Brief
From the records below, transcribe only the lines running from the one with "impl_container!(ListItem: OrderedList, UnorderedList);" through the one with "head or row.". Keep both of those end lines.

Records for the task Block Start

use std::{iter, ops::Range};

use super::*;

/// An iterator over the children of a container, wrapped as the container's child type.
///
/// The kind of each child is checked as it is produced.
pub type TypedChildren<'m, T> = iter::Map<MarkupChildren<'m>, fn(Markup) -> T>;

/// A node kind whose children all belong to one family, e.g. blocks or list items.
///
/// Editing operations replace `self` with the edited node in a new tree version.
pub trait MarkupContainer: MarkupNode {
    /// The family of the children.
    type Child: MarkupNode + Into<Markup>;

    /// The children of this node, wrapped as [`Child`](MarkupContainer::Child).
    ///
    /// ## Panics
    /// While iterating, if a rewrite placed a child of the wrong family in this node.
    fn typed_children(&self) -> TypedChildren<'_, Self::Child> {
        self.children().map(<Self::Child as MarkupNode>::from_markup as fn(Markup) -> Self::Child)
    }

    /// Replaces all children of this node.
    fn set_children<I>(&mut self, children: I)
    where
        I: IntoIterator,
        I::Item: Into<Self::Child>,
    {
        let children = adopt(children.into_iter().map(Into::<Self::Child>::into));
        *self = Self::from_markup(self.as_markup().replacing_children(children));
    }

    /// Replaces the children in `range` by `incoming`.
    ///
    /// ## Panics
    /// If `range` is out of bounds.
    fn replace_children_in_range<I>(&mut self, range: Range<usize>, incoming: I)
    where
        I: IntoIterator,
        I::Item: Into<Self::Child>,
    {
        let incoming = adopt(incoming.into_iter().map(Into::<Self::Child>::into));
        *self = Self::from_markup(self.as_markup().replacing_children_in_range(range, incoming));
    }

    /// Adds `child` after the last child of this node.
    fn append_child(&mut self, child: impl Into<Self::Child>) {
        let child: Self::Child = child.into();
        let end = self.child_count();
        self.replace_children_in_range(end..end, Some(child));
    }
}

macro_rules! impl_container {
    ($child:ident: $($kind:ident),+ $(,)?) => {$(
        impl MarkupContainer for $kind {
            type Child = $child;
        }
    )+};
}

impl_container!(Block:
    Document,
    BlockQuote,
    CustomBlock,
    ListItem,
    BlockDirective,
    DoxygenDiscussion,
    DoxygenNote,
    DoxygenAbstract,
    DoxygenParameter,
    DoxygenReturns,
);
impl_container!(Inline:
    Heading,
    Paragraph,
    Emphasis,
    Strong,
    Strikethrough,
    Image,
    Link,
    InlineAttributes,
    TableCell,
);
impl_container!(ListItem: OrderedList, UnorderedList);
impl_container!(TableCell: TableHead, TableRow);
impl_container!(TableRow: TableBody);

/// A node whose children are blocks.
pub trait BlockContainer: MarkupContainer<Child = Block> {
    /// The children of this node as blocks.
    fn blocks(&self) -> TypedChildren<'_, Block> {
        self.typed_children()
    }
}

impl<T: MarkupContainer<Child = Block>> BlockContainer for T {}

/// A node whose children are inlines.
pub trait InlineContainer: MarkupContainer<Child = Inline> {
    /// The children of this node as inlines.
    fn inlines(&self) -> TypedChildren<'_, Inline> {
        self.typed_children()
    }
}

impl<T: MarkupContainer<Child = Inline>> InlineContainer for T {}

/// A list.
pub trait ListItemContainer: MarkupContainer<Child = ListItem> {
    /// The items of this list.
    fn list_items(&self) -> TypedChildren<'_, ListItem> {
        self.typed_children()
    }
}

impl<T: MarkupContainer<Child = ListItem>> ListItemContainer for T {}

/// A table head or row.
pub trait TableCellContainer: MarkupContainer<Child = TableCell> {
    /// The cells of this row, left to right.
    fn cells(&self) -> TypedChildren<'_, TableCell> {
        self.typed_children()
    }
}

impl<T: MarkupContainer<Child = TableCell>> TableCellContainer for T {}

impl TableBody {
    /// The rows, top to bottom.
    pub fn rows(&self) -> TypedChildren<'_, TableRow> {
        self.typed_children()
    }
}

Records for the task Block End

Answer
impl_container!(ListItem: OrderedList, UnorderedList);
impl_container!(TableCell: TableHead, TableRow);
impl_container!(TableRow: TableBody);

/// A node whose children are blocks.
pub trait BlockContainer: MarkupContainer<Child = Block> {
    /// The children of this node as blocks.
    fn blocks(&self) -> TypedChildren<'_, Block> {
        self.typed_children()
    }
}

impl<T: MarkupContainer<Child = Block>> BlockContainer for T {}

/// A node whose children are inlines.
pub trait InlineContainer: MarkupContainer<Child = Inline> {
    /// The children of this node as inlines.
    fn inlines(&self) -> TypedChildren<'_, Inline> {
        self.typed_children()
    }
}

impl<T: MarkupContainer<Child = Inline>> InlineContainer for T {}

/// A list.
pub trait ListItemContainer: MarkupContainer<Child = ListItem> {
    /// The items of this list.
    fn list_items(&self) -> TypedChildren<'_, ListItem> {
        self.typed_children()
    }
}

impl<T: MarkupContainer<Child = ListItem>> ListItemContainer for T {}

/// A table head or row.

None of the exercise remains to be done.